What Is Social Media
What do you think about LinkedIn? How do you feel about Facebook? What is this Twitter thing? I get these questions a lot. I can’t opine on Facebook or Twitter because I do not use them. I do use LinkedIn. What do they have in common? Facebook, MySpace, Twitter, LinkedIn, and Plaxo are what they call “social media.”
As I understand it, the difference between social media and say a website or email is that social media is about continuous interactivity and engagement amongst people who choose to be part of a particular network of individuals. It is basically about information sharing and constant contact. LinkedIn is unabashedly about business and professional networking, and, yes, dignified self-promotion – and ultimately about mutual assistance and leveraging relationships.
LinkedIn Leads the Way for Business Types
About two and a half years ago, I received a request from a guy with whom I used to work to “connect” with him on LinkedIn. Not knowing what it was, but not wanting to insult the guy, I agreed to accept his invitation and to register with LinkedIn. In order to register with LinkedIn, I had to give some basic information such as name, current employer, and e-mail. I promptly forgot about it.
Fast forward a year, I am sitting next to Gary Slack at a small dinner party of the Economic Club of Chicago that he was co-hosting. For those of you who do not know Gary Slack, he (and his firm Slack Barshinger) is one of the preeminent business to business (“B2B”) marketing gurus in the U.S. At the dinner, Gary was speaking passionately to me and another dinner guest at length about this neat, new phenomenon called LinkedIn that allowed business people and professionals to connect with each other and exchange information with their networks. He said this was the way people would increasingly relate to each other in a commercial setting and that it was like Facebook, but it was geared toward professionals and business people. He further said that the flurry of information from your connections and their connections about their career experience and their current professional and sometimes personal activities was absolutely fascinating and compelling. I thought, hmmm, if Gary says this is an important feature of future business relationships, I had better pay attention.
For Some the Web Is the Predominant Way They Make Commercial Decisions
I went on LinkedIn to look at my home page and LinkedIn prompted me to complete my professional profile, to start inviting people to connect with me and to start making and asking for recommendations/endorsements from my connections. It also encourages you to join affinity groups and to post updates on your activities. It seemed like a lot of work, but I starting doing it.
LinkedIn makes it easy to send invitations as it allows you to import your contacts from Microsoft Outlook or whatever contact system you use. On my LinkedIn home page, my daughter’s name popped up as one of many people who I may know and with whom I may wish to connect. My daughter, Marisol, and I began discussing the utility of LinkedIn and Facebook and she explained to me that she was using them and other internet vehicles to market her employer, a high-end-custom clothier. She explained to me that her crowd of twenty-something-year olds gets most of their news, recommendations and reviews from the internet. So Gary Slack and Marisol motivated me to test the waters of LinkedIn and I am glad they did.
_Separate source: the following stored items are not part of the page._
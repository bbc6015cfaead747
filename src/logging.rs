// src/logging.rs

//! Logging setup for `simdag` using `tracing` + `tracing-subscriber`.
//!
//! Priority for determining the filter:
//! 1. `--log-level` CLI flag (if provided)
//! 2. `SIMDAG_LOG` environment variable, any `EnvFilter` directive
//!    (e.g. "debug", "simdag::engine=trace")
//! 3. default to `info`
//!
//! Logs are sent to STDERR so that stdout carries only the schedules.

use anyhow::{anyhow, Result};
use tracing_subscriber::{fmt, EnvFilter};

use crate::cli::LogLevel;

/// Environment variable consulted when no `--log-level` is given.
pub const LOG_ENV: &str = "SIMDAG_LOG";

const DEFAULT_DIRECTIVE: &str = "info";

/// Initialise global logging subscriber.
///
/// Safe to call once at startup.
pub fn init_logging(cli_level: Option<LogLevel>) -> Result<()> {
    let env_value = std::env::var(LOG_ENV).ok();
    let directive = filter_directive(cli_level, env_value.as_deref());

    fmt()
        .with_env_filter(EnvFilter::new(directive))
        .with_target(true)
        .with_writer(std::io::stderr)
        .try_init()
        .map_err(|e| anyhow!("failed to install tracing subscriber: {e}"))?;

    Ok(())
}

/// Resolve the filter directive from the CLI flag and the env var value.
///
/// An env value that does not parse as a filter is ignored.
pub fn filter_directive(cli_level: Option<LogLevel>, env_value: Option<&str>) -> String {
    if let Some(lvl) = cli_level {
        return level_str(lvl).to_string();
    }

    env_value
        .map(str::trim)
        .filter(|s| !s.is_empty() && EnvFilter::try_new(s).is_ok())
        .map(str::to_string)
        .unwrap_or_else(|| DEFAULT_DIRECTIVE.to_string())
}

fn level_str(lvl: LogLevel) -> &'static str {
    match lvl {
        LogLevel::Error => "error",
        LogLevel::Warn => "warn",
        LogLevel::Info => "info",
        LogLevel::Debug => "debug",
        LogLevel::Trace => "trace",
    }
}
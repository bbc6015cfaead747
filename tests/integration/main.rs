// tests/integration/main.rs

mod config_loading;
mod input_parsing;
mod run_driver;
// src/input/parser.rs

use crate::dag::Precedence;
use crate::errors::{Result, SimdagError};

/// Number of whitespace-separated tokens in one record:
/// `Step C must be finished before step A can begin.`
pub const RECORD_TOKENS: usize = 10;

/// Token position of the predecessor id.
pub const BEFORE_TOKEN: usize = 1;

/// Token position of the successor id.
pub const AFTER_TOKEN: usize = 7;

/// Parse one record. `line_no` is 1-based and only used for errors.
///
/// The fixed words around the two ids are not checked; only the token count
/// is.
pub fn parse_record(line: &str, line_no: usize) -> Result<Precedence> {
    let tokens: Vec<&str> = line.split_whitespace().collect();

    if tokens.len() != RECORD_TOKENS {
        return Err(SimdagError::InputFormat {
            line: line_no,
            reason: format!(
                "expected {} tokens, found {}: {:?}",
                RECORD_TOKENS,
                tokens.len(),
                line.trim()
            ),
        });
    }

    Ok(Precedence::new(tokens[BEFORE_TOKEN], tokens[AFTER_TOKEN]))
}

/// Parse every record in `text`, in order. Blank lines are skipped.
///
/// The first malformed record aborts parsing; no partial result is returned.
pub fn parse_facts(text: &str) -> Result<Vec<Precedence>> {
    text.lines()
        .enumerate()
        .filter(|(_, line)| !line.trim().is_empty())
        .map(|(i, line)| parse_record(line, i + 1))
        .collect()
}
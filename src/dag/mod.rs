// src/dag/mod.rs

//! DAG representation.
//!
//! - [`graph`] holds the task arena built from precedence facts, plus the
//!   per-run dependency counters.
//! - [`eligible`] is the id-ordered set of tasks whose dependencies are all
//!   resolved.
//! - [`validate`] checks acyclicity before scheduling.

pub mod eligible;
pub mod graph;
pub mod validate;

pub use eligible::EligibleSet;
pub use graph::{DependencyCounters, NodeIndex, Precedence, TaskGraph, TaskId, TaskNode};
pub use validate::ensure_acyclic;
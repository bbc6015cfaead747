// src/engine/worker.rs

use crate::dag::NodeIndex;

/// One simulated worker.
///
/// A worker is idle exactly when it holds no task. Remaining time is only
/// meaningful while busy.
#[derive(Debug, Clone, Default)]
pub struct Worker {
    remaining: u64,
    task: Option<NodeIndex>,
    started_at: u64,
}

impl Worker {
    pub fn idle() -> Self {
        Self::default()
    }

    pub fn is_idle(&self) -> bool {
        self.task.is_none()
    }

    pub fn current_task(&self) -> Option<NodeIndex> {
        self.task
    }

    pub fn remaining(&self) -> u64 {
        self.remaining
    }

    /// Start `task` at `tick`. A zero duration still occupies one tick.
    pub fn assign(&mut self, task: NodeIndex, duration: u64, tick: u64) {
        self.task = Some(task);
        self.remaining = duration.max(1);
        self.started_at = tick;
    }

    /// Advance the clock by one tick for this worker.
    pub fn advance(&mut self) {
        if self.task.is_some() && self.remaining > 0 {
            self.remaining -= 1;
        }
    }

    /// If the current task just ran out of time, release it and return it
    /// together with its start tick.
    pub fn take_finished(&mut self) -> Option<(NodeIndex, u64)> {
        if self.remaining == 0 {
            self.task.take().map(|task| (task, self.started_at))
        } else {
            None
        }
    }
}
Twelve Things You Should Know About Using Social Media and the Web
Here is what I have learned about social media and the web in the past year and a half:
- People of the age 35 and under are using the internet and social media to make a majority of their commercial decisions and, as each year passes, and they grow older, these types of web users will eventually become the majority of the population.
- People will “Google” you to research you for their personal or business reasons, so your presence on the internet had better be a positive image – a strong LinkedIn profile greatly helps.
- If you do not have a presence on the internet, you will eventually become invisible, as people will be using fewer other media or forums to hear, see or learn about you.
- If you do not have a presence on the internet, you will begin to be perceived as out of the mainstream and unsophisticated; that sounds harsh, but it is the reality.
- Your LinkedIn profile and activities updates will educate and remind people, even your family and close friends, of your expertise and skill sets.
- Employers and executive recruiters are using LinkedIn to search for job candidates; if you are not on LinkedIn, you may not be found.
- Editors, reporters, and bloggers are using LinkedIn to find subject matter experts for their articles and stories.
- Using LinkedIn reinforces and strengthens your offline relationships with others because you have more information about each other and more reasons to communicate.
- There are people getting clients, customers, assignments, projects, jobs and deals through their LinkedIn activities – it works for some folks.
- There are people not getting, clients, customers, assignments, projects, jobs and deals through their LinkedIn activities – it does not work for some other folks.
- You will be fascinated and surprised about who your connections are “connected to,” who is reading your profile, and how many times a week your name comes up in a search.
- Social Media can become addictive and all-consuming if you are not disciplined about its use – you do not want it to become a huge time waster.
Social media is clearly not the be all and end all of professional visibility and advancement. However, an executive cannot afford not to understand it or not use it. Rapid change is unforgiving for Luddites in the executive suite. Enough said. Please give me your thoughts.